● Task description: Could you filter the records below and keep only the lines with the word "async"?

Supplied records Block Start

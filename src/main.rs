use std::net::SocketAddr;
use std::path::PathBuf;
use std::sync::Arc;

use env_logger::Env;
use log::{error, info, warn};
use structopt::StructOpt;

use wifi_provision::network::NetworkAdapter;
use wifi_provision::*;

#[tokio::main(flavor = "current_thread")]
async fn main() {
    // Bad CLI arguments or env values exit with 2, fatal init errors with 1.
    let config = match config::Config::from_args_safe() {
        Ok(config) => config,
        Err(e) => {
            eprintln!("{}", e);
            std::process::exit(2);
        },
    };

    let default_filter = if config.debug { "debug" } else { "info" };
    env_logger::init_from_env(Env::new().filter_or("RUST_LOG", default_filter));

    if let Err(e) = config.validate() {
        error!("{}", e);
        std::process::exit(2);
    }

    if let Err(e) = main_inner(config).await {
        error!("{}", e);
        std::process::exit(1);
    }
}

async fn main_inner(config: config::Config) -> Result<(), ProvisionError> {
    let addr = SocketAddr::from((config.web_host, config.web_port));
    http_server::test_bind(addr).await?;

    let identity =
        identity::DeviceIdentity::load_or_generate(&config.identity_file(), &config.ap_ssid_prefix)?;
    info!(
        "Device {} ({}), setup network {}",
        identity.device_id, identity.hostname, identity.ap_ssid
    );

    let store = Arc::new(store::StateStore::load(&config.state_file()));

    let nm = Arc::new(network::nm::NetworkManagerAdapter::new().await?);
    let adapter: Arc<dyn NetworkAdapter> = nm.clone();

    let captive = captive::CaptivePortal::new(
        nm.interface_name().to_owned(),
        config.ap_ip,
        config.web_port,
        PathBuf::from(captive::DNSMASQ_DROPIN_DIR),
        Some(nm.bus().clone()),
    );
    let tunnel = tunnel::spawn(config.clone(), identity.hostname.clone(), store.clone());

    let _display = display::spawn(store.clone(), Arc::new(display::LogDisplay));
    let _mdns = mdns::spawn(store.clone(), identity.hostname.clone(), Arc::new(mdns::AvahiPublisher));

    let (orchestrator, handle) = orchestrator::Orchestrator::new(
        config.clone(),
        identity,
        store.clone(),
        adapter.clone(),
        captive,
        tunnel,
    );

    let http_state = http_server::shared_state(store, handle.clone(), adapter, config);
    tokio::spawn(async move {
        if let Err(e) = http_server::run_server(http_state, addr).await {
            error!("{}", e);
            std::process::exit(1);
        }
    });

    tokio::spawn(async move {
        wait_for_shutdown_signal().await;
        info!("Shutdown signal received");
        handle.shutdown().await;
    });

    orchestrator.run().await?;
    info!("Clean shutdown");
    Ok(())
}

async fn wait_for_shutdown_signal() {
    use tokio::signal::unix::{signal, SignalKind};
    match signal(SignalKind::terminate()) {
        Ok(mut term) => {
            tokio::select! {
                _ = tokio::signal::ctrl_c() => {},
                _ = term.recv() => {},
            }
        },
        Err(e) => {
            warn!("Cannot listen for SIGTERM: {}", e);
            let _ = tokio::signal::ctrl_c().await;
        },
    }
}
//! # mDNS publisher
//!
//! Fire-and-forget helper keeping `{hostname}.local` resolvable. The glue
//! here subscribes to the state store and re-publishes whenever the address
//! changes; the actual advertisement is delegated through the
//! [`MdnsPublisher`] trait.

use std::process::Stdio;
use std::sync::Arc;

use log::{debug, warn};
use tokio::task::JoinHandle;

use crate::store::StateStore;

pub trait MdnsPublisher: Send + Sync {
    fn publish(&self, hostname: &str, ip: &str);
}

/// Publishes through avahi. Each publish replaces the previous registration;
/// the helper process is fire-and-forget.
#[derive(Default)]
pub struct AvahiPublisher;

impl MdnsPublisher for AvahiPublisher {
    fn publish(&self, hostname: &str, ip: &str) {
        let result = tokio::process::Command::new("avahi-publish-address")
            .args(["-R", &format!("{}.local", hostname), ip])
            .stdin(Stdio::null())
            .stdout(Stdio::null())
            .stderr(Stdio::null())
            .spawn();
        match result {
            Ok(_) => debug!("mDNS publish {}.local -> {}", hostname, ip),
            Err(e) => warn!("mDNS publish failed: {}", e),
        }
    }
}

/// Re-publish whenever `ip_address` changes to a new non-empty value.
pub fn spawn(
    store: Arc<StateStore>,
    hostname: String,
    publisher: Arc<dyn MdnsPublisher>,
) -> JoinHandle<()> {
    let mut changes = store.subscribe();
    tokio::spawn(async move {
        let mut last_ip = String::new();
        loop {
            {
                let snapshot = changes.borrow_and_update().clone();
                if snapshot.ip_address != last_ip && !snapshot.ip_address.is_empty() {
                    publisher.publish(&hostname, &snapshot.ip_address);
                    last_ip = snapshot.ip_address.clone();
                }
            }
            if changes.changed().await.is_err() {
                break;
            }
        }
    })
}

#[cfg(test)]
mod tests {
    use super::*;
    use crate::store::StatePatch;
    use std::sync::Mutex;
    use std::time::Duration;

    struct RecordingPublisher {
        published: Mutex<Vec<(String, String)>>,
    }

    impl MdnsPublisher for RecordingPublisher {
        fn publish(&self, hostname: &str, ip: &str) {
            self.published.lock().unwrap().push((hostname.to_owned(), ip.to_owned()));
        }
    }

    #[tokio::test(start_paused = true)]
    async fn republishes_only_on_address_change() {
        let dir = tempfile::tempdir().unwrap();
        let store = Arc::new(StateStore::load(&dir.path().join("state.json")));
        let publisher = Arc::new(RecordingPublisher { published: Mutex::new(Vec::new()) });

        let handle = spawn(store.clone(), "distiller-34ab".to_owned(), publisher.clone());
        tokio::time::sleep(Duration::from_millis(50)).await;

        store
            .update(StatePatch { ip_address: Some("10.0.0.4".to_owned()), ..Default::default() })
            .await
            .unwrap();
        tokio::time::sleep(Duration::from_millis(50)).await;

        // same address again: no duplicate publish
        store
            .update(StatePatch { ssid: Some("HomeNet".to_owned()), ..Default::default() })
            .await
            .unwrap();
        tokio::time::sleep(Duration::from_millis(50)).await;

        store
            .update(StatePatch { ip_address: Some("10.0.0.9".to_owned()), ..Default::default() })
            .await
            .unwrap();
        tokio::time::sleep(Duration::from_millis(50)).await;
        handle.abort();

        let published = publisher.published.lock().unwrap().clone();
        assert_eq!(
            published,
            vec![
                ("distiller-34ab".to_owned(), "10.0.0.4".to_owned()),
                ("distiller-34ab".to_owned(), "10.0.0.9".to_owned()),
            ]
        );
    }
}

Supplied records Block End

● Answer for the task:
async fn main() {
async fn main_inner(config: config::Config) -> Result<(), ProvisionError> {
    tokio::spawn(async move {
    tokio::spawn(async move {
async fn wait_for_shutdown_signal() {
    tokio::spawn(async move {
    async fn republishes_only_on_address_change() {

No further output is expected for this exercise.